Strong points of this study are the robust and sober design. This is also the first article reporting one-year follow-up data. The characteristics of the CHE-IBD cohort are representative for common daily practice. Besides, the CHE-IBD cohort is situated in one of the most corona-affected regions in the Netherlands. Moreover, characteristics are well documented, including immunosuppressive therapy, by using value-based healthcare data. Determining the cohort by two measurements with a one-year interval is another strength, ensuring maximal inclusion. An extra search in the national mortality registry made sure no deaths were missed.

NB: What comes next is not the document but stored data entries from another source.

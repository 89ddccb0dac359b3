//! Multi-stage video background removal
//!
//! A job moves through extract → batch-process → encode. Frames are
//! transformed in place on disk, in batches, under a single accelerator lease.
//! Every exit path removes the job's scratch directory and leaves the job in a
//! terminal state.

use crate::arbiter::{ExclusiveResourceArbiter, ResourceLease};
use crate::backends::video::{EncodeOptions, FrameCodec};
use crate::config::VideoConfig;
use crate::error::{Result, ServiceError};
use crate::jobs::{JobId, JobState, JobWriter};
use crate::segmentation::Segmenter;
use image::ImageFormat;
use std::future::Future;
use std::path::{Path, PathBuf};
use std::sync::Arc;
use std::time::Instant;
use tempfile::TempDir;
use tokio_util::sync::CancellationToken;
use tracing::{debug, info, warn};

/// Scratch directory of one job: the upload and its extracted frames
///
/// Backed by a [`TempDir`], so the directory disappears when the workspace is
/// dropped, whichever way the job ended.
#[derive(Debug)]
pub struct JobWorkspace {
    dir: TempDir,
    input: PathBuf,
    frames: PathBuf,
}

impl JobWorkspace {
    /// Create `job-<id>-XXXX` under `scratch_root`
    pub fn create(scratch_root: &Path, id: JobId, input_extension: &str) -> Result<Self> {
        std::fs::create_dir_all(scratch_root)
            .map_err(|e| ServiceError::file_io_error("create scratch root", scratch_root, &e))?;
        let dir = tempfile::Builder::new()
            .prefix(&format!("job-{id}-"))
            .tempdir_in(scratch_root)
            .map_err(|e| ServiceError::file_io_error("create job workspace in", scratch_root, &e))?;

        let input = dir.path().join(format!("input.{input_extension}"));
        let frames = dir.path().join("frames");
        Ok(Self { dir, input, frames })
    }

    /// Persist the uploaded video
    pub async fn write_input(&self, bytes: &[u8]) -> Result<()> {
        tokio::fs::write(&self.input, bytes)
            .await
            .map_err(|e| ServiceError::file_io_error("write upload to", &self.input, &e))
    }

    #[must_use]
    pub fn path(&self) -> &Path {
        self.dir.path()
    }

    #[must_use]
    pub fn input_path(&self) -> &Path {
        &self.input
    }

    #[must_use]
    pub fn frames_dir(&self) -> &Path {
        &self.frames
    }

    fn cleanup(self) {
        let path = self.dir.path().to_path_buf();
        if let Err(e) = self.dir.close() {
            warn!(path = %path.display(), error = %e, "Failed to remove job workspace");
        }
    }
}

/// Runs video jobs end to end
pub struct VideoPipeline {
    arbiter: ExclusiveResourceArbiter,
    codec: Arc<dyn FrameCodec>,
    batch_size: usize,
    encode: EncodeOptions,
    output_dir: PathBuf,
}

impl std::fmt::Debug for VideoPipeline {
    fn fmt(&self, f: &mut std::fmt::Formatter<'_>) -> std::fmt::Result {
        f.debug_struct("VideoPipeline")
            .field("batch_size", &self.batch_size)
            .field("encode", &self.encode)
            .field("output_dir", &self.output_dir)
            .finish_non_exhaustive()
    }
}

impl VideoPipeline {
    #[must_use]
    pub fn new(
        arbiter: ExclusiveResourceArbiter,
        codec: Arc<dyn FrameCodec>,
        config: &VideoConfig,
        output_dir: PathBuf,
    ) -> Self {
        Self {
            arbiter,
            codec,
            batch_size: config.batch_size.max(1),
            encode: EncodeOptions {
                framerate: config.framerate,
                ..EncodeOptions::default()
            },
            output_dir,
        }
    }

    /// Where the artifact of job `id` is written
    #[must_use]
    pub fn output_path(&self, id: JobId) -> PathBuf {
        self.output_dir
            .join(format!("{id}.{}", self.encode.codec.container_extension()))
    }

    #[must_use]
    pub fn batch_size(&self) -> usize {
        self.batch_size
    }

    /// Run one job to completion and return its terminal state
    ///
    /// Failures are recorded in the job table rather than returned.
    pub async fn run(
        &self,
        mut writer: JobWriter,
        workspace: JobWorkspace,
        model: Arc<dyn Segmenter>,
        cancel: CancellationToken,
    ) -> JobState {
        let id = writer.id();
        let start = Instant::now();
        info!(job_id = %id, model = %model.name(), "Video job started");

        let outcome = self.execute(&mut writer, &workspace, model, &cancel).await;
        workspace.cleanup();

        let state = match outcome {
            Ok(output) => {
                info!(
                    job_id = %id,
                    output = %output.display(),
                    elapsed_ms = start.elapsed().as_millis() as u64,
                    "Video job completed"
                );
                JobState::Completed { output }
            },
            Err(e) => {
                let reason = match e {
                    ServiceError::Cancelled(_) => "cancelled".to_string(),
                    other => other.to_string(),
                };
                warn!(job_id = %id, reason = %reason, "Video job failed");
                self.discard_output(id).await;
                JobState::Failed { reason }
            },
        };

        if let Err(e) = writer.update(state.clone()) {
            warn!(job_id = %id, error = %e, "Could not record final job state");
        }
        state
    }

    async fn execute(
        &self,
        writer: &mut JobWriter,
        workspace: &JobWorkspace,
        model: Arc<dyn Segmenter>,
        cancel: &CancellationToken,
    ) -> Result<PathBuf> {
        let id = writer.id();

        writer.update(JobState::Extracting)?;
        let expected = until_cancelled(cancel, self.codec.probe_frame_count(workspace.input_path())).await?;
        if expected == 0 {
            return Err(ServiceError::validation("video contains no frames"));
        }
        let frames = until_cancelled(
            cancel,
            self.codec
                .extract_frames(workspace.input_path(), workspace.frames_dir()),
        )
        .await?;
        if frames.is_empty() {
            return Err(ServiceError::validation("no frames could be extracted from the video"));
        }
        if frames.len() as u64 != expected {
            debug!(job_id = %id, expected, extracted = frames.len(), "Extracted frame count differs from ffprobe");
        }

        writer.update(JobState::Processing { progress: 0 })?;
        self.process_frames(writer, &frames, model, cancel).await?;

        writer.update(JobState::Encoding)?;
        let output = self.output_path(id);
        until_cancelled(
            cancel,
            self.codec
                .encode_frames(workspace.frames_dir(), &output, &self.encode),
        )
        .await
    }

    async fn process_frames(
        &self,
        writer: &mut JobWriter,
        frames: &[PathBuf],
        model: Arc<dyn Segmenter>,
        cancel: &CancellationToken,
    ) -> Result<()> {
        let mut lease = if model.needs_resource() {
            Some(self.arbiter.acquire(Arc::clone(&model), cancel).await?)
        } else {
            None
        };

        let outcome = self
            .transform_batches(writer, frames, &model, &mut lease, cancel)
            .await;
        let released = match lease {
            Some(lease) => lease.release().await,
            None => Ok(()),
        };

        outcome?;
        released
    }

    async fn transform_batches(
        &self,
        writer: &mut JobWriter,
        frames: &[PathBuf],
        model: &Arc<dyn Segmenter>,
        lease: &mut Option<ResourceLease>,
        cancel: &CancellationToken,
    ) -> Result<()> {
        let total = frames.len();
        let mut done = 0;

        for batch in frames.chunks(self.batch_size) {
            if cancel.is_cancelled() {
                return Err(ServiceError::cancelled("job cancelled between batches"));
            }
            if let Some(lease) = lease.as_ref() {
                lease.checkpoint()?;
            }

            // The blocking batch owns the lease until it returns, even if
            // this job is dropped while waiting on it
            let batch = batch.to_vec();
            let worker = Arc::clone(model);
            let held = lease.take();
            let (held, transformed) = tokio::task::spawn_blocking(move || {
                let transformed = transform_batch(worker.as_ref(), &batch);
                (held, transformed)
            })
            .await
            .map_err(|e| ServiceError::internal(format!("frame batch task failed: {e}")))?;
            *lease = held;
            done += transformed?;

            if let Some(lease) = lease.as_ref() {
                lease.checkpoint()?;
                lease.touch();
            }
            let progress = percent(done, total);
            writer.update(JobState::Processing { progress })?;
            debug!(job_id = %writer.id(), done, total, progress, "Frame batch processed");

            tokio::task::yield_now().await;
        }
        Ok(())
    }

    async fn discard_output(&self, id: JobId) {
        let output = self.output_path(id);
        match tokio::fs::remove_file(&output).await {
            Ok(()) => debug!(job_id = %id, "Removed partial output"),
            Err(e) if e.kind() == std::io::ErrorKind::NotFound => {},
            Err(e) => warn!(job_id = %id, error = %e, "Failed to remove partial output"),
        }
    }
}

/// Segment every frame of `batch`, overwriting each file with its RGBA result
fn transform_batch(model: &dyn Segmenter, batch: &[PathBuf]) -> Result<usize> {
    for path in batch {
        let frame = image::open(path)?;
        let transformed = model.segment(&frame).map_err(|e| {
            ServiceError::inference(format!(
                "frame {}: {e}",
                path.file_name().map_or_else(|| path.display().to_string(), |n| n.to_string_lossy().into_owned())
            ))
        })?;
        transformed.save_with_format(path, ImageFormat::Png)?;
    }
    Ok(batch.len())
}

fn percent(done: usize, total: usize) -> u8 {
    if total == 0 {
        return 100;
    }
    u8::try_from(done.min(total) * 100 / total).unwrap_or(100)
}

async fn until_cancelled<T, F>(cancel: &CancellationToken, work: F) -> Result<T>
where
    F: Future<Output = Result<T>>,
{
    tokio::select! {
        biased;
        () = cancel.cancelled() => Err(ServiceError::cancelled("job cancelled")),
        result = work => result,
    }
}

This study has also some limitations: at first, its retrospective monocenter design. Although the findings have high clinical value, no causality can be inferred. Also, it is unclear how many CHE-IBD patients were SARS-CoV-2 infected: testing capacity was scarce in the beginning, and out-of-hospital PCR tests are not reported to the hospitals centrally; therefore, mild COVID-19 patients could not be examined. Our findings might suggest that patients have been extra careful, especially in the beginning of the outbreak: all severe cases were affected in the second outbreak. Also, patients may have been admitted to another hospital for COVID-19. This risk seems only small, because patients are well informed to contact us in case of fever or illness, especially when using immunotherapy. CHE admission capacity was limited in the first outbreak until June 2020, but during the whole period it was possible to admit severely ill patients. Also, IBD patients with immunosuppression are checked in the outpatient clinic every 3–6 months, and no other patients than the described eight cases have reported admission elsewhere, while several cases mentioned SARS-CoV-2 positivity with only mild complaints. Finally, regional and national mortality have been under-registered, especially for mortality outside the hospital. This strengthens the conclusion of our findings even more, whereas the CHE-IBD hospitalization and mortality rates are accurate.

In conclusion, this study demonstrates that neither IBD nor immunosuppressants are risk factors for severe COVID-19. This is important information for IBD patients and healthcare providers, but also for other patients with chronic inflammatory diseases and immunosuppressive medication.